# WHAT THE TASK REQUIRES
Please transcribe the data that follows exactly, from its first line through the line that contains "use crate::exchange::OrderSink;".

____ SUPPLIED MATERIAL

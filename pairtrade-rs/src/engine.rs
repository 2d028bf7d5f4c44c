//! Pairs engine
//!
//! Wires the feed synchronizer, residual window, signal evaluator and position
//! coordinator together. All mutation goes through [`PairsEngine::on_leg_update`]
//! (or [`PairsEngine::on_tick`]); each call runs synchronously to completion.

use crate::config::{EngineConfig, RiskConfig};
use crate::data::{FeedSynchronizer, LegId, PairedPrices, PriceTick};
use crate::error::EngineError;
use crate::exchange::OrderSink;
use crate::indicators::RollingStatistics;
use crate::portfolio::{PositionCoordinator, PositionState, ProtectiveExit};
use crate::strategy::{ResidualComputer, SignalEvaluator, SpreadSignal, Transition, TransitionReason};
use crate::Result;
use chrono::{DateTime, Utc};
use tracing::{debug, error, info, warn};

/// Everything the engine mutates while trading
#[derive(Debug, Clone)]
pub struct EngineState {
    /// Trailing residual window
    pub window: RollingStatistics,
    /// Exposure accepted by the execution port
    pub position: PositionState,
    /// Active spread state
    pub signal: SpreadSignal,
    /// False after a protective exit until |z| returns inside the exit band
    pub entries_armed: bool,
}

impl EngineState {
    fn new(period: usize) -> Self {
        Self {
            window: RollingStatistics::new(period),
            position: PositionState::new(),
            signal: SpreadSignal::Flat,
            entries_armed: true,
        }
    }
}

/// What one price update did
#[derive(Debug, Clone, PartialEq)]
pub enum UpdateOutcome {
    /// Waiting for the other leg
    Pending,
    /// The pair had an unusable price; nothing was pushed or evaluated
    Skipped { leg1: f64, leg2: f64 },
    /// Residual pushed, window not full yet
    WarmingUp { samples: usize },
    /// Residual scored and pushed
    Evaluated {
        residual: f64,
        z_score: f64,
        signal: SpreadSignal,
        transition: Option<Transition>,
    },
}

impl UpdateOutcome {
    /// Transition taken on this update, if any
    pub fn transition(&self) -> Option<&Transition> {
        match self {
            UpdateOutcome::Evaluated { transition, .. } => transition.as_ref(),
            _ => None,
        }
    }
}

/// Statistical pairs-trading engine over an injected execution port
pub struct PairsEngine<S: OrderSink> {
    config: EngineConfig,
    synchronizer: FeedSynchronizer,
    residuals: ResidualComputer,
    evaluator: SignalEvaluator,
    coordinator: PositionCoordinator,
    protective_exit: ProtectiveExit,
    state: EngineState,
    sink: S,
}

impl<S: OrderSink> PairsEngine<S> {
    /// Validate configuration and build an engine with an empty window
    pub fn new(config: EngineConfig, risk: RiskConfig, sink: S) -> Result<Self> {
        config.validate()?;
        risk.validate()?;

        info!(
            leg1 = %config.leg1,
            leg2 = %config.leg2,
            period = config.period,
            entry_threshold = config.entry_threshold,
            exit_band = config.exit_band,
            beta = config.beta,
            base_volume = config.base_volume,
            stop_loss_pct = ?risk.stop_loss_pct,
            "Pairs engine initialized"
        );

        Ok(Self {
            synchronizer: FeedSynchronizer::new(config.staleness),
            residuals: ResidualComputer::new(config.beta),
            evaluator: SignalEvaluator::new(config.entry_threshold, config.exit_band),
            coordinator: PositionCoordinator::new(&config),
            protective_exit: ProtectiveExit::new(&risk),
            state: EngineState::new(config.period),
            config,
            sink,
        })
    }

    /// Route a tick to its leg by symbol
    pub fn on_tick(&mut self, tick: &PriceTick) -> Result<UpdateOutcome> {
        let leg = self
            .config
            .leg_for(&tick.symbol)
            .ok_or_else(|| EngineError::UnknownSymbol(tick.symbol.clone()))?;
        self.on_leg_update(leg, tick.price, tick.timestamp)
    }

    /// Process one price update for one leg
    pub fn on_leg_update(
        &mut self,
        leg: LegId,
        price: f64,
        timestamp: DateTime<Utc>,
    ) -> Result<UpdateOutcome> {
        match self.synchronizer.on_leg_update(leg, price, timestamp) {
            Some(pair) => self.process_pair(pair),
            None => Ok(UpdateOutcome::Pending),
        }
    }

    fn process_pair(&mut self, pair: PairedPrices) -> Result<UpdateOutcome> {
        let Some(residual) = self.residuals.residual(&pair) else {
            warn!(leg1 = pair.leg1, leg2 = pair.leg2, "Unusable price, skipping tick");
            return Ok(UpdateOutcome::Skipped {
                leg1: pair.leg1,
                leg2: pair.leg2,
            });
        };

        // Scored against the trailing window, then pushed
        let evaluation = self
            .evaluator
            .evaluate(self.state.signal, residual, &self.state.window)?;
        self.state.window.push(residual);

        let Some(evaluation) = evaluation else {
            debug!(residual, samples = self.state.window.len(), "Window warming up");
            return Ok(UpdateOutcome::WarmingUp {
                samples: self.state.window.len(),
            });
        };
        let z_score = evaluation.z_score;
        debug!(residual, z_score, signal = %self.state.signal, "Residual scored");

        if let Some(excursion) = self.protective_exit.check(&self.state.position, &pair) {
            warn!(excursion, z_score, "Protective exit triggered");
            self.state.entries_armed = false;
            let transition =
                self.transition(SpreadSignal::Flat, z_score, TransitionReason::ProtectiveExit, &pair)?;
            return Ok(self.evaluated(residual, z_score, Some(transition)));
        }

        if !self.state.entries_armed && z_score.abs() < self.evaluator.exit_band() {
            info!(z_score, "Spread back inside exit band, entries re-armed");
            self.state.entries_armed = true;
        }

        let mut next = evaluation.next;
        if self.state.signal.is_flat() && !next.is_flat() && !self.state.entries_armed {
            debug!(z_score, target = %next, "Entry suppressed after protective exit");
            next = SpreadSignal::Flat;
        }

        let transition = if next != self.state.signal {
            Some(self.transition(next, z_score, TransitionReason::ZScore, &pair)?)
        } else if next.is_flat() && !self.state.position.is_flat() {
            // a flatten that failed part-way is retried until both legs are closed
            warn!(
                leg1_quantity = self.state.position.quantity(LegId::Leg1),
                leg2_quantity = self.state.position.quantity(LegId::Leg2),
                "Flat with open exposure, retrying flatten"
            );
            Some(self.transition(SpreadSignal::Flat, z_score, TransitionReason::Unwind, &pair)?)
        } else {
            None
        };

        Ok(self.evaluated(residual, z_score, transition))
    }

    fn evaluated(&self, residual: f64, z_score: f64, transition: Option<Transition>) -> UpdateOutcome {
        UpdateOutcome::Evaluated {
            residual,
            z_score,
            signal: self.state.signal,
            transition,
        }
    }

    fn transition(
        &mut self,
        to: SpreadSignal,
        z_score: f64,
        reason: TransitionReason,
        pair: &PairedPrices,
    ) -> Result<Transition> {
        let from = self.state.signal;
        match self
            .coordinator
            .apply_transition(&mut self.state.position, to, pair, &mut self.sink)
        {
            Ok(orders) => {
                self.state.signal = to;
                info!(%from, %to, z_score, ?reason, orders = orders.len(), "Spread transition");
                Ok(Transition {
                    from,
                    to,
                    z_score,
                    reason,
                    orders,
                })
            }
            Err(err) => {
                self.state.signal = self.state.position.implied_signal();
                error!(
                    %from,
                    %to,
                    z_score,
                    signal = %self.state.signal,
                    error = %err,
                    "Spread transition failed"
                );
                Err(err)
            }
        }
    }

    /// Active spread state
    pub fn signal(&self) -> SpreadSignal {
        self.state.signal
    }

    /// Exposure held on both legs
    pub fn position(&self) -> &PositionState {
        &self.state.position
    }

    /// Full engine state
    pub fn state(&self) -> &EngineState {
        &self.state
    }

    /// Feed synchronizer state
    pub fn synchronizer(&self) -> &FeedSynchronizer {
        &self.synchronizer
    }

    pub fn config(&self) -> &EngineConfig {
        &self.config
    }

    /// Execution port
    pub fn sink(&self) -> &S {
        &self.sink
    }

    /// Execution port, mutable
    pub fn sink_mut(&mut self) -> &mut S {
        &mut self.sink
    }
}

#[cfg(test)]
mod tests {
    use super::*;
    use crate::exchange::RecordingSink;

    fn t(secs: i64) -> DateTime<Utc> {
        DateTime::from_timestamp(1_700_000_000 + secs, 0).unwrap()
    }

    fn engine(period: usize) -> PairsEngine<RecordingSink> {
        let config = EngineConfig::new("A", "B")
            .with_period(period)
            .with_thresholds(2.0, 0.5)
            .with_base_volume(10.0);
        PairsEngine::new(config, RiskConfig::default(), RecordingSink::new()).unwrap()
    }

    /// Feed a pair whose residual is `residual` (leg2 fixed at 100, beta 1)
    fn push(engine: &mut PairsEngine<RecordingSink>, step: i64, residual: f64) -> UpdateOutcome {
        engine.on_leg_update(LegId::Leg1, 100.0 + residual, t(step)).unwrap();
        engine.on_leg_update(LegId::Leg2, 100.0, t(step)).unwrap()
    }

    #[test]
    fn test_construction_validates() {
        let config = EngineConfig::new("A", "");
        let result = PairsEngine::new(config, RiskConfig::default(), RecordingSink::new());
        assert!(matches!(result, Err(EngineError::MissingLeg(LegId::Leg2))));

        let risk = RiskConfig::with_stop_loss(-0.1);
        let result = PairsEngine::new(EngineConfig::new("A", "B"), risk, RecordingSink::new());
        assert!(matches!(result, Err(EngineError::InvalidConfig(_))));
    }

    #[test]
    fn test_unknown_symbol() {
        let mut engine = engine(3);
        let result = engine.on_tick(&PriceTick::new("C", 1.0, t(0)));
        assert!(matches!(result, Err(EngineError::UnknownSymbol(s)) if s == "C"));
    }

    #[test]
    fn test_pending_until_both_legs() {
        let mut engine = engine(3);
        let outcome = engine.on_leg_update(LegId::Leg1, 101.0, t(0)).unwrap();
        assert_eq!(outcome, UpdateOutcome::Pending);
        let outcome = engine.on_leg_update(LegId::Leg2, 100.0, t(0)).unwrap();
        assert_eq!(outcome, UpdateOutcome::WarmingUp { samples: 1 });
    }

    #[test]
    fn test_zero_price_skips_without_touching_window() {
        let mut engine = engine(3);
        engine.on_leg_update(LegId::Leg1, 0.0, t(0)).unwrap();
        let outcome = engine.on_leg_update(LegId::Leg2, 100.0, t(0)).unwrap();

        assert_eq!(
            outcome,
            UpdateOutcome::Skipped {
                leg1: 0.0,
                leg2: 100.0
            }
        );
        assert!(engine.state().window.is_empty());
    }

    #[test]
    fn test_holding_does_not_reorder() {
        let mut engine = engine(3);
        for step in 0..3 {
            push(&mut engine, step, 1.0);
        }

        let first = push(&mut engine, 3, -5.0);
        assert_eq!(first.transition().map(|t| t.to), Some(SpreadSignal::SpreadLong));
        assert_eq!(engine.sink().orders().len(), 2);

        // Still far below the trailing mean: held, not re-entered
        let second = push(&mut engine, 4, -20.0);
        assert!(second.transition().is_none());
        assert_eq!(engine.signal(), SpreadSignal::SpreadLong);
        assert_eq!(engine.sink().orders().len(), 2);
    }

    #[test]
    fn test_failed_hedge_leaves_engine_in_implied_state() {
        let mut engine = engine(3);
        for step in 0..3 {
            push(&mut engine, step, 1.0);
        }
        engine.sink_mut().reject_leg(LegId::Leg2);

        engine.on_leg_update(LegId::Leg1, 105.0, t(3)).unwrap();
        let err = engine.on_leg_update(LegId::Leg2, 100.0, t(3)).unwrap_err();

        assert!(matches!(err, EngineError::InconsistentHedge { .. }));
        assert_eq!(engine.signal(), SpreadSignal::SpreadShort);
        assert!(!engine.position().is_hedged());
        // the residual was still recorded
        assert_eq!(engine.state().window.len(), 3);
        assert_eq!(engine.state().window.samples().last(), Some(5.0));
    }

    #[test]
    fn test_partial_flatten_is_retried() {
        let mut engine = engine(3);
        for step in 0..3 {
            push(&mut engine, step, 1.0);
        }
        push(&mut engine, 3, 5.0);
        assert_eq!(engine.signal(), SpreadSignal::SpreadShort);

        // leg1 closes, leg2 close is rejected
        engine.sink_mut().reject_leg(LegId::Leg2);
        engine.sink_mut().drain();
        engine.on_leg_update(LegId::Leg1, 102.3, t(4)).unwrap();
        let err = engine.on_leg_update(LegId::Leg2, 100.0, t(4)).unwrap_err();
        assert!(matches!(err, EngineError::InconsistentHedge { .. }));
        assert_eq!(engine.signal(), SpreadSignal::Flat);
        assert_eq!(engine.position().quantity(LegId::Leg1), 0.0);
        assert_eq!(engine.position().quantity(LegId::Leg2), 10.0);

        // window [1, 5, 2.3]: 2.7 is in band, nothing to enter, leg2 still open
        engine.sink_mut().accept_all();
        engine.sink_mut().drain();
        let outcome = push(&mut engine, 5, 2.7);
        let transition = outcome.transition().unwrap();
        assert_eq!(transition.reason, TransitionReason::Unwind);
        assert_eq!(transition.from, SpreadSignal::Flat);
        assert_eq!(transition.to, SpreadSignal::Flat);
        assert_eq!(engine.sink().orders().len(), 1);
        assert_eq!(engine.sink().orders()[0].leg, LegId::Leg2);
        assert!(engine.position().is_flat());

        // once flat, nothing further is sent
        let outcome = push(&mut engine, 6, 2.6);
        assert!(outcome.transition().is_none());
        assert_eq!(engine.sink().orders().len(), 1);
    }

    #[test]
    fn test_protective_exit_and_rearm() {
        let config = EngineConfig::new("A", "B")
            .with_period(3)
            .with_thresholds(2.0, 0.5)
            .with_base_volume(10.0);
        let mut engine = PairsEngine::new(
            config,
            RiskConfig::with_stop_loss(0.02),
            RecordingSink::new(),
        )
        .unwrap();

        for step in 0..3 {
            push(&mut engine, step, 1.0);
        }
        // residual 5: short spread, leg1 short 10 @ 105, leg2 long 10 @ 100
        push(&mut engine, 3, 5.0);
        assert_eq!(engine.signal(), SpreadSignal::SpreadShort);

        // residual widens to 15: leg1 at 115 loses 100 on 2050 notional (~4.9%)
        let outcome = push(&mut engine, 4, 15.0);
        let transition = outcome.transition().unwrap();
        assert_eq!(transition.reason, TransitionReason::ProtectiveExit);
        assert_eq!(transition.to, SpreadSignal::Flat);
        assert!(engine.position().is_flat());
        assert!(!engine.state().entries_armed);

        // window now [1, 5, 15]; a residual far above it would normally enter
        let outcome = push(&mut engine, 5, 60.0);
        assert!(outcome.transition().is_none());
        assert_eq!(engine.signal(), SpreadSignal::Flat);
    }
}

________

# WRITTEN ANSWER
filename pairtrade-rs/src/engine.rs
repository 2d028bf7d5f4c44c
//! Pairs engine
//!
//! Wires the feed synchronizer, residual window, signal evaluator and position
//! coordinator together. All mutation goes through [`PairsEngine::on_leg_update`]
//! (or [`PairsEngine::on_tick`]); each call runs synchronously to completion.

use crate::config::{EngineConfig, RiskConfig};
use crate::data::{FeedSynchronizer, LegId, PairedPrices, PriceTick};
use crate::error::EngineError;
use crate::exchange::OrderSink;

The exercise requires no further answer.